From the first line to the last, return the data exactly as it stands.

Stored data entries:
• • • • •

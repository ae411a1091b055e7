//! Error types used throughout the report pipeline

use serde::{Deserialize, Serialize};
use thiserror::Error;

/// Main error type for Kompete
///
/// Every variant carries a plain message so the error stays `Clone`; pending
/// fetches are shared between several waiters and each of them receives a
/// copy of the outcome.
#[derive(Error, Debug, Clone, PartialEq, Eq, Serialize, Deserialize)]
#[serde(tag = "type", content = "message")]
pub enum KompeteError {
    #[error("Network error: {0}")]
    Network(String),

    #[error("Authentication error: {0}")]
    Auth(String),

    #[error("Not found: {0}")]
    NotFound(String),

    /// Non-2xx response carrying the backend's own message.
    #[error("{0}")]
    Backend(String),

    #[error("Invalid input: {0}")]
    InvalidInput(String),

    #[error("Decode error: {0}")]
    Decode(String),

    #[error("Configuration error: {0}")]
    Config(String),

    #[error("Timed out: {0}")]
    Timeout(String),

    #[error("Operation cancelled")]
    Cancelled,

    #[error("Internal error: {0}")]
    Internal(String),
}

impl KompeteError {
    /// Whether this error must force the session to sign out.
    pub fn is_auth(&self) -> bool {
        matches!(self, Self::Auth(_))
    }

    /// Transient errors are retried silently by the status poller.
    pub fn is_transient(&self) -> bool {
        !matches!(self, Self::Auth(_) | Self::Config(_) | Self::Cancelled)
    }

    /// Stable label suitable for structured logging.
    pub fn label(&self) -> &'static str {
        match self {
            Self::Network(_) => "network",
            Self::Auth(_) => "auth",
            Self::NotFound(_) => "not_found",
            Self::Backend(_) => "backend",
            Self::InvalidInput(_) => "invalid_input",
            Self::Decode(_) => "decode",
            Self::Config(_) => "config",
            Self::Timeout(_) => "timeout",
            Self::Cancelled => "cancelled",
            Self::Internal(_) => "internal",
        }
    }
}

impl From<serde_json::Error> for KompeteError {
    fn from(err: serde_json::Error) -> Self {
        Self::Decode(err.to_string())
    }
}

/// Result type alias for Kompete operations
pub type Result<T> = std::result::Result<T, KompeteError>;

• • • • •

**Task result**
repository ae411a1091b055e7
//! Error types used throughout the report pipeline

use serde::{Deserialize, Serialize};
use thiserror::Error;

/// Main error type for Kompete
///
/// Every variant carries a plain message so the error stays `Clone`; pending
/// fetches are shared between several waiters and each of them receives a
/// copy of the outcome.
#[derive(Error, Debug, Clone, PartialEq, Eq, Serialize, Deserialize)]
#[serde(tag = "type", content = "message")]
pub enum KompeteError {
    #[error("Network error: {0}")]
    Network(String),

    #[error("Authentication error: {0}")]
    Auth(String),

    #[error("Not found: {0}")]
    NotFound(String),

    /// Non-2xx response carrying the backend's own message.
    #[error("{0}")]
    Backend(String),

    #[error("Invalid input: {0}")]
    InvalidInput(String),

    #[error("Decode error: {0}")]
    Decode(String),

    #[error("Configuration error: {0}")]
    Config(String),

    #[error("Timed out: {0}")]
    Timeout(String),

    #[error("Operation cancelled")]
    Cancelled,

    #[error("Internal error: {0}")]
    Internal(String),
}

impl KompeteError {
    /// Whether this error must force the session to sign out.
    pub fn is_auth(&self) -> bool {
        matches!(self, Self::Auth(_))
    }

    /// Transient errors are retried silently by the status poller.
    pub fn is_transient(&self) -> bool {
        !matches!(self, Self::Auth(_) | Self::Config(_) | Self::Cancelled)
    }

    /// Stable label suitable for structured logging.
    pub fn label(&self) -> &'static str {
        match self {
            Self::Network(_) => "network",
            Self::Auth(_) => "auth",
            Self::NotFound(_) => "not_found",
            Self::Backend(_) => "backend",
            Self::InvalidInput(_) => "invalid_input",
            Self::Decode(_) => "decode",
            Self::Config(_) => "config",
            Self::Timeout(_) => "timeout",
            Self::Cancelled => "cancelled",
            Self::Internal(_) => "internal",
        }
    }
}

impl From<serde_json::Error> for KompeteError {
    fn from(err: serde_json::Error) -> Self {
        Self::Decode(err.to_string())
    }
}

/// Result type alias for Kompete operations
pub type Result<T> = std::result::Result<T, KompeteError>;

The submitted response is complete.